Favorite Books of 2012
Tallying up, I am delighted that I met my goal to read 52 books in 2012, one for each week last year. It was a bit harder this year than last year with a wee toddler taking much of my weekend reading time but oh so worth it. If you’re interested in seeing everything I read in 2012, the ‘Reading Now’ sidebar is still up on the ‘About Us‘ page on the right hand side, second reading list down. The 2013 list is up and already has 7 books on it. These were my favorite gems from 2012:
Fall of Giants by Ken Follett - This book (the beginning of a trilogy) is not for the faint of heart. It’s over 1,000 pages of historical fiction that brings World War I into your living room. The book follows 5 families all over the globe as they deal with various political, economic and social issues of the time (from women’s suffrage to coal mining to unions all across countries). I never felt like there were any slow sections. The term ‘epic’ barely begins to cover this masterpiece of a book. I’m almost done with Book 2 of the trilogy and have the same sweeping praise for that one.
The Casual Vacancy by J.K. Rowling – Ms. Rowling is best known for her Harry Potter series. This book is nothing like that series and is downright depressing. It is ultimately a book about class warfare but takes its time building the tale. By the time I got to the last third of the book, I could barely put it down and then the last 25 pages sealed it in my head for weeks. I would wake up and my first thought would be of some of the overall themes the book illuminated. One of the professional reviewers called the book ‘deeply upsetting’. I agree with that assessment but still, could not look away
Gone Girl by Gillian Flynn – This crazy mystery had me hooked right at the beginning and just drew me in page by page. Told with multiple narrators, it teases out the answer to a mystery (missing woman, suspicious husband) with a plot twist I never saw coming. The ending is oh-so-baffling yet satisfying. This book is everything I want in a mystery – not too gory and intelligent with finely drawn characters.

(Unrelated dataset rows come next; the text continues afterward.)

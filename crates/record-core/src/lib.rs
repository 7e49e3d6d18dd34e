//! The narrow record-store contract consumed by the image migration job.
//!
//! The job only reads file-backed image rows and rewrites their stored
//! address; row creation and deletion belong to the application.

mod error;

use std::fmt;

use async_trait::async_trait;
use chrono::{DateTime, Utc};
use serde::{Deserialize, Serialize};

pub use self::error::{RecordStoreError, RecordStoreResult};

/// The `image_type` of rows whose address points at a stored file.
pub const FILE_IMAGE_TYPE: &str = "file";

/// The identifier of an image row.
#[derive(Debug, Clone, PartialEq, Eq, Hash, Serialize, Deserialize)]
#[serde(transparent)]
pub struct ImageId(String);

impl ImageId {
  /// Wraps a row identifier.
  #[must_use]
  pub fn new(id: impl Into<String>) -> Self { Self(id.into()) }

  /// The identifier as a string slice.
  #[must_use]
  pub fn as_str(&self) -> &str { &self.0 }
}

impl fmt::Display for ImageId {
  fn fmt(&self, f: &mut fmt::Formatter<'_>) -> fmt::Result {
    f.write_str(&self.0)
  }
}

/// An image row as the migration job sees it.
#[derive(Debug, Clone, PartialEq, Eq, Serialize, Deserialize)]
pub struct ImageRecord {
  /// Row identifier.
  pub id:         ImageId,
  /// The stored address of the image.
  pub image_url:  String,
  /// How the address is backed; `file` for stored files.
  pub image_type: String,
  /// The owning product, if any.
  pub product_id: Option<String>,
  /// Creation time; the job processes rows in this order.
  pub created_at: DateTime<Utc>,
  /// Last update time.
  pub updated_at: DateTime<Utc>,
}

impl ImageRecord {
  /// A file-backed record created now.
  #[must_use]
  pub fn file(id: impl Into<String>, image_url: impl Into<String>) -> Self {
    let now = Utc::now();
    Self {
      id:         ImageId::new(id),
      image_url:  image_url.into(),
      image_type: FILE_IMAGE_TYPE.to_owned(),
      product_id: None,
      created_at: now,
      updated_at: now,
    }
  }

  /// Whether the row's address points at a stored file.
  #[must_use]
  pub fn is_file_backed(&self) -> bool { self.image_type == FILE_IMAGE_TYPE }
}

/// Read/update access to image rows.
#[async_trait]
pub trait ImageRecordStoreLike: Send + Sync {
  /// All file-backed image rows, ordered by creation time, oldest first.
  async fn file_backed_images(&self) -> RecordStoreResult<Vec<ImageRecord>>;

  /// Rewrites the stored address and update time of one row.
  async fn update_image_address(
    &self,
    id: &ImageId,
    image_url: &str,
    updated_at: DateTime<Utc>,
  ) -> RecordStoreResult<()>;
}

Where’d You Go, Bernadette by Maria Semple – A hilarious book, set in Seattle, with a precocious teen for the narrator and detective. It’s a bit of satire mixed with current events mixed with a great mystery to keep you guessing, reading and laughing. The book is filled with dark humor, hilarious social commentary and biting wit. If you like fast-paced hilarity, this book is for you.
Crucial Conversations: Tools for Talking When the Stakes are High - This is my 4th read of this book and I find things to learn and grow with every single time. If you are in any relationship (married, have a boss, have kids, have employees), this book will enhance any and all conversations you have, making them richer, more fulfilling and less adversarial. I like this book so much that I had my entire core leadership team at Bramble Berry read it and enjoyed a meaningful discussion with the entire team about the lessons from the book. Our warehouse manager said: “I wish I had read this book 20 years ago. It would have saved me many a misunderstanding.”
Art of Fielding by Chad Harbach – There was absolutely no way I was interested in reading a book about baseball. Unnnnntil, my book club decided to read it and I was stuck. And then I learned what many had before me: this is not a book about baseball. This is a book about relationships, aging, finding your zen and dealing with setbacks gracefully. It is a beautifully written, spot-on book with nary a misstep in writing, character development or plot. The entire tome was satisfying until the last page.